The dynamic linker is itself an ELF, and a clever one — it's its own interpreter, designed to bootstrap before any libraries are available.

The .bss Trick

Uninitialized globals don't exist in the file:

c
int big_buffer[1024 * 1024];   // 4 MB of zeros

This takes ~zero bytes on disk. The program header reserves the address range; the kernel maps it as anonymous, zero-filled pages on first access. Your file stays small; your runtime gets the full 4MB.

Compare:

c
int also_big[1024 * 1024] = { 1 };   // initialized

This goes in .data and is in the file — 4MB on disk.

PIE and ASLR

Modern compilers default to Position-Independent Executables. The ELF type is DYN, not EXEC. The base address is randomized at load time by ASLR — every run sees /bin/ls at a different virtual address.

This works because all internal references use RIP-relative addressing on x86-64 — no absolute addresses to relocate.

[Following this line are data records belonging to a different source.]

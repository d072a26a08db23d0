//! Position persistence across controller restarts.

use std::sync::Arc;
use std::time::Duration;

use zbshade::adapters::nvs::NvsPositionStore;
use zbshade::app::ports::{Clock, PositionStore, StoreError};
use zbshade::app::service::ShadeController;
use zbshade::config::ShadeConfig;

use crate::mock_hw::{InlineSpawner, MemStore, MockMotor, Rig, SimClock, pct, wait_until};

fn controller_on(store: Arc<dyn PositionStore>) -> ShadeController {
    let mut shade = ShadeController::new(
        ShadeConfig::with_ms_per_tilt_percent(10),
        store,
        Arc::new(SimClock::default()),
        Arc::new(InlineSpawner),
    );
    shade.register_motor(Arc::new(MockMotor::default()));
    shade
}

#[test]
fn first_boot_starts_at_zero() {
    let rig = Rig::inline(MemStore::default());
    assert_eq!(rig.shade.get_tilt_percentage(), pct(0));
}

#[test]
fn settled_position_survives_restart() {
    let store = Arc::new(NvsPositionStore::new().unwrap());

    let shade = controller_on(store.clone());
    shade.set_tilt_percentage(50).unwrap();
    drop(shade);

    let restarted = controller_on(store.clone());
    assert_eq!(restarted.get_tilt_percentage(), pct(50));
    assert_eq!(store.read_raw(), Some(50));
}

#[test]
fn corrupted_record_falls_back_to_zero() {
    let store = Arc::new(NvsPositionStore::new().unwrap());
    store.write_raw(250);

    let shade = controller_on(store);
    assert_eq!(shade.get_tilt_percentage(), pct(0));
}

#[test]
fn unreadable_store_falls_back_to_zero() {
    let rig = Rig::inline(MemStore::failing_load(StoreError::IoError));
    assert_eq!(rig.shade.get_tilt_percentage(), pct(0));
}

#[test]
fn failed_save_still_settles_and_reports() {
    let rig = Rig::inline(MemStore::default());
    rig.store.fail_saves();

    rig.shade.set_tilt_percentage(25).unwrap();

    assert_eq!(rig.shade.get_tilt_percentage(), pct(25));
    assert_eq!(rig.reporter.reports(), vec![pct(25)]);
    assert!(rig.store.writes().is_empty());
    assert!(!rig.shade.is_moving());
}

/// A cancelled move is deliberately not persisted: after a restart the
/// shade comes back at the last *settled* position, not where it stopped.
#[test]
fn cancelled_position_is_not_durable() {
    let rig = Rig::threaded(MemStore::with(20));

    rig.shade.set_tilt_percentage(90).unwrap();
    assert!(wait_until(Duration::from_secs(10), || rig.clock.now_ms() >= 200));
    rig.shade.halt().unwrap();

    let stopped_at = rig.shade.get_tilt_percentage();
    assert!(stopped_at > pct(20) && stopped_at < pct(90));
    assert!(rig.store.writes().is_empty());

    let restarted = controller_on(rig.store.clone());
    assert_eq!(restarted.get_tilt_percentage(), pct(20));
}
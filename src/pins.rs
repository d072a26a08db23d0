//! GPIO pin assignments for the shade controller board.
//!
//! Single source of truth — drivers reference this module rather than
//! hard-coding pin numbers.

// ---------------------------------------------------------------------------
// Tilt motor driver (two-input H-bridge)
// ---------------------------------------------------------------------------

/// Digital output: H-bridge IN1 (HIGH = drive towards 100%).
pub const MOTOR_IN1_GPIO: i32 = 4;
/// Digital output: H-bridge IN2 (HIGH = drive towards 0%).
pub const MOTOR_IN2_GPIO: i32 = 5;
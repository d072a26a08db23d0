//! Fuzz target: `protocol::decode`
//!
//! Builds a window-covering message from arbitrary bytes (cluster id,
//! command id, payload) and asserts that decoding never panics and that
//! every accepted go-to-tilt carries exactly one payload byte.
//!
//! cargo fuzz run fuzz_zcl_decode

#![no_main]

use libfuzzer_sys::fuzz_target;
use zbshade::app::commands::ShadeCommand;
use zbshade::protocol::{self, ZclMessage};

fuzz_target!(|data: &[u8]| {
    let [c0, c1, command, payload @ ..] = data else {
        return;
    };
    let cluster = u16::from_le_bytes([*c0, *c1]);
    let Some(msg) = ZclMessage::new(cluster, *command, payload) else {
        // Longer than the payload bound: refused at construction.
        return;
    };

    if let Ok(ShadeCommand::GoToTiltPercentage(v)) = protocol::decode(&msg) {
        assert_eq!(msg.payload.as_slice(), &[v]);
    }
});
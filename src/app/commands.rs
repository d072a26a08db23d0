//! Inbound commands to the shade controller.
//!
//! These represent actions requested by the outside world (the Zigbee
//! window-covering cluster or the serial console) that the
//! [`ShadeController`](super::service::ShadeController) interprets and acts upon.

/// Commands that external adapters can send into the controller core.
#[derive(Debug, Clone, Copy, PartialEq, Eq)]
pub enum ShadeCommand {
    /// Up / open.  Fires the open callback; does not drive the motor.
    Open,

    /// Down / close.  Fires the close callback; does not drive the motor.
    Close,

    /// Stop.  Fires the stop callback; a running tilt move is left alone.
    Stop,

    /// Go to tilt percentage.  Values above 100 are clamped.
    GoToTiltPercentage(u8),
}
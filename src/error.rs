//! Unified error type for the shade firmware.
//!
//! One `Copy` enum every subsystem converts into, so the dispatch path can
//! log any failure uniformly.  None of these are ever surfaced to the
//! network: the protocol layer only sees "command had no effect".

use core::fmt;

use crate::app::ports::{SpawnError, StoreError};
use crate::protocol::DecodeError;

// ---------------------------------------------------------------------------
// Top-level firmware error
// ---------------------------------------------------------------------------

/// Every fallible controller operation funnels into this type.
#[derive(Debug, Clone, Copy, PartialEq, Eq)]
pub enum Error {
    /// Embedding misconfiguration (missing motor, zero time constant, ...).
    Config(&'static str),
    /// The position store failed.
    Store(StoreError),
    /// The motion task could not be created.
    Spawn(SpawnError),
    /// An inbound protocol message could not be mapped to a command.
    Decode(DecodeError),
    /// A running move did not retire within the configured bound.
    CancelTimeout,
}

impl fmt::Display for Error {
    fn fmt(&self, f: &mut fmt::Formatter<'_>) -> fmt::Result {
        match self {
            Self::Config(msg) => write!(f, "config: {msg}"),
            Self::Store(e) => write!(f, "store: {e}"),
            Self::Spawn(e) => write!(f, "spawn: {e}"),
            Self::Decode(e) => write!(f, "decode: {e}"),
            Self::CancelTimeout => write!(f, "previous move did not retire in time"),
        }
    }
}

impl From<StoreError> for Error {
    fn from(e: StoreError) -> Self {
        Self::Store(e)
    }
}

impl From<SpawnError> for Error {
    fn from(e: SpawnError) -> Self {
        Self::Spawn(e)
    }
}

impl From<DecodeError> for Error {
    fn from(e: DecodeError) -> Self {
        Self::Decode(e)
    }
}

// ---------------------------------------------------------------------------
// Convenience Result alias
// ---------------------------------------------------------------------------

/// Firmware-wide `Result` alias.
pub type Result<T> = core::result::Result<T, Error>;
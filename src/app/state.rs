//! Shade state and position model.
//!
//! [`ShadeState`] is the discrete direction state the controller reports;
//! [`TiltPercentage`] is the dead-reckoned position.  Both are small `Copy`
//! values so they can live in atomics shared with the motion task.

use core::fmt;

/// Discrete direction state of the covering.
///
/// Not persisted — always [`ShadeState::Idle`] after a restart.
#[derive(Debug, Clone, Copy, PartialEq, Eq, Hash, Default)]
#[repr(u8)]
pub enum ShadeState {
    /// Up / open.
    Opening = 0,
    /// Down / close.
    Closing = 1,
    /// Stopped.
    #[default]
    Idle = 2,
}

impl ShadeState {
    /// Convert a raw discriminant back to `ShadeState`.
    /// Unknown values map to `Idle` (the safe rest state).
    pub fn from_u8(raw: u8) -> Self {
        match raw {
            0 => Self::Opening,
            1 => Self::Closing,
            2 => Self::Idle,
            _ => {
                debug_assert!(false, "invalid shade state: {raw}");
                Self::Idle
            }
        }
    }
}

/// Covering position between the two mechanical extremes, always in `0..=100`.
///
/// The inner value can only be built through the clamping constructors, so
/// holding a `TiltPercentage` is proof the bound holds.
#[derive(Debug, Clone, Copy, PartialEq, Eq, PartialOrd, Ord, Hash, Default)]
pub struct TiltPercentage(u8);

impl TiltPercentage {
    pub const MIN: Self = Self(0);
    pub const MAX: Self = Self(100);

    /// Exact constructor: `None` when `value > 100`.
    pub const fn new(value: u8) -> Option<Self> {
        if value <= Self::MAX.0 {
            Some(Self(value))
        } else {
            None
        }
    }

    /// Clamp any integer into `0..=100`.
    pub fn clamped(value: i32) -> Self {
        Self(value.clamp(0, i32::from(Self::MAX.0)) as u8)
    }

    /// Raw percentage.
    pub const fn get(self) -> u8 {
        self.0
    }

    /// Signed distance from `self` to `target`.
    pub fn delta_to(self, target: Self) -> i32 {
        i32::from(target.0) - i32::from(self.0)
    }
}

impl From<u8> for TiltPercentage {
    /// Saturating conversion: anything above 100 becomes 100.
    fn from(value: u8) -> Self {
        Self(value.min(Self::MAX.0))
    }
}

impl From<TiltPercentage> for u8 {
    fn from(value: TiltPercentage) -> Self {
        value.0
    }
}

impl fmt::Display for TiltPercentage {
    fn fmt(&self, f: &mut fmt::Formatter<'_>) -> fmt::Result {
        write!(f, "{}%", self.0)
    }
}
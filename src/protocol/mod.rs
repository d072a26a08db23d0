//! Window-covering protocol model.
//!
//! Maps Zigbee cluster commands onto [`ShadeCommand`]s and encodes the
//! outbound tilt attribute report.  The radio stack itself lives outside
//! this crate; it hands us [`ZclMessage`]s and drains encoded reports.
//!
//! Inbound command payload:
//! ```text
//! cluster 0x0102 ── cmd 0x00 UpOpen            (no payload)
//!                ├─ cmd 0x01 DownClose         (no payload)
//!                ├─ cmd 0x02 Stop              (no payload)
//!                └─ cmd 0x08 GoToTiltPercentage [u8 percentage]
//! ```
//!
//! Outbound attribute record:
//! ```text
//! ┌───────────────────┬──────────┬───────────┐
//! │ Attr id (2B, LE)  │ Type (1B)│ Value (1B)│
//! │ 0x0009            │ 0x20 u8  │ 0..=100   │
//! └───────────────────┴──────────┴───────────┘
//! ```

pub mod channels;

use core::fmt;

use heapless::Vec;

use crate::app::commands::ShadeCommand;
use crate::app::state::TiltPercentage;

/// Window Covering cluster.
pub const WINDOW_COVERING_CLUSTER_ID: u16 = 0x0102;

/// Window Covering cluster command identifiers.
pub mod cmd {
    pub const UP_OPEN: u8 = 0x00;
    pub const DOWN_CLOSE: u8 = 0x01;
    pub const STOP: u8 = 0x02;
    pub const GO_TO_TILT_PERCENTAGE: u8 = 0x08;
}

/// CurrentPositionTiltPercentage attribute.
pub const ATTR_CURRENT_POSITION_TILT_PERCENTAGE: u16 = 0x0009;

/// ZCL data type tag for `uint8`.
pub const ZCL_TYPE_U8: u8 = 0x20;

/// Largest command payload this device accepts.
pub const MAX_PAYLOAD: usize = 8;

// ───────────────────────────────────────────────────────────────
// Inbound
// ───────────────────────────────────────────────────────────────

/// One cluster-specific command delivered by the protocol stack.
#[derive(Debug, Clone, PartialEq, Eq)]
pub struct ZclMessage {
    pub cluster_id: u16,
    pub command_id: u8,
    pub payload: Vec<u8, MAX_PAYLOAD>,
}

impl ZclMessage {
    /// Build a message; `None` if `payload` exceeds [`MAX_PAYLOAD`].
    pub fn new(cluster_id: u16, command_id: u8, payload: &[u8]) -> Option<Self> {
        Some(Self {
            cluster_id,
            command_id,
            payload: Vec::from_slice(payload).ok()?,
        })
    }

    /// Window-covering message for a local command.
    pub fn window_covering(command: ShadeCommand) -> Self {
        let mut payload = Vec::new();
        let command_id = match command {
            ShadeCommand::Open => cmd::UP_OPEN,
            ShadeCommand::Close => cmd::DOWN_CLOSE,
            ShadeCommand::Stop => cmd::STOP,
            ShadeCommand::GoToTiltPercentage(v) => {
                // Capacity is MAX_PAYLOAD, never full here.
                let _ = payload.push(v);
                cmd::GO_TO_TILT_PERCENTAGE
            }
        };
        Self {
            cluster_id: WINDOW_COVERING_CLUSTER_ID,
            command_id,
            payload,
        }
    }
}

/// Why an inbound message was not mapped to a command.
#[derive(Debug, Clone, Copy, PartialEq, Eq)]
pub enum DecodeError {
    /// Message is for a cluster this device does not implement.
    UnsupportedCluster(u16),
    /// Window-covering command this device does not implement (lift, etc.).
    UnsupportedCommand(u8),
    /// Go-to-tilt without exactly one percentage byte.
    MalformedPayload,
}

impl fmt::Display for DecodeError {
    fn fmt(&self, f: &mut fmt::Formatter<'_>) -> fmt::Result {
        match self {
            Self::UnsupportedCluster(id) => write!(f, "unsupported cluster 0x{id:04x}"),
            Self::UnsupportedCommand(id) => write!(f, "unsupported command 0x{id:02x}"),
            Self::MalformedPayload => write!(f, "malformed payload"),
        }
    }
}

/// Map an inbound message onto a controller command.
pub fn decode(msg: &ZclMessage) -> Result<ShadeCommand, DecodeError> {
    if msg.cluster_id != WINDOW_COVERING_CLUSTER_ID {
        return Err(DecodeError::UnsupportedCluster(msg.cluster_id));
    }
    match msg.command_id {
        cmd::UP_OPEN => Ok(ShadeCommand::Open),
        cmd::DOWN_CLOSE => Ok(ShadeCommand::Close),
        cmd::STOP => Ok(ShadeCommand::Stop),
        cmd::GO_TO_TILT_PERCENTAGE => match msg.payload.as_slice() {
            [value] => Ok(ShadeCommand::GoToTiltPercentage(*value)),
            _ => Err(DecodeError::MalformedPayload),
        },
        other => Err(DecodeError::UnsupportedCommand(other)),
    }
}

// ───────────────────────────────────────────────────────────────
// Outbound
// ───────────────────────────────────────────────────────────────

/// Attribute report for the current tilt percentage.
#[derive(Debug, Clone, Copy, PartialEq, Eq)]
pub struct TiltAttributeReport {
    pub tilt: TiltPercentage,
}

impl TiltAttributeReport {
    pub const ENCODED_LEN: usize = 4;

    pub fn new(tilt: TiltPercentage) -> Self {
        Self { tilt }
    }

    pub fn encode(&self) -> [u8; Self::ENCODED_LEN] {
        let [lo, hi] = ATTR_CURRENT_POSITION_TILT_PERCENTAGE.to_le_bytes();
        [lo, hi, ZCL_TYPE_U8, self.tilt.get()]
    }
}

Common Inspection Commands

Command What it shows
file ./a.out Quick summary (ELF, dynamic, stripped)
readelf -h ELF header
readelf -l Program headers (loader view)
readelf -S Section headers (linker view)
readelf -d Dynamic section (runtime deps, RPATH)
nm / objdump -t Symbol table
ldd ./a.out Resolved shared library paths
objdump -D Full disassembly
strip ./a.out Remove symbols and debug info

A Single-Page Mental Model

  execve("./hello")
     → kernel reads ELF header
     → maps PT_LOAD segments into the process
     → if PT_INTERP, loads ld.so first
     → jumps to entry (ld.so or _start)
  ld.so
     → maps libc, resolves symbols
     → jumps to _start in your binary
  _start → __libc_start_main → main

That's the whole pipeline. Everything else is detail.

Takeaways

  • ELF is a file format, not an abstraction — four magic bytes and a header.
  • The loader only reads program headers; sections are for the linker.
  • mmap-and-fault is what makes binary startup fast.
  • Dynamic linking is bootstrapping a language onto itself — ld.so is an ELF that loads ELFs.
  • readelf is your microscope. Use it.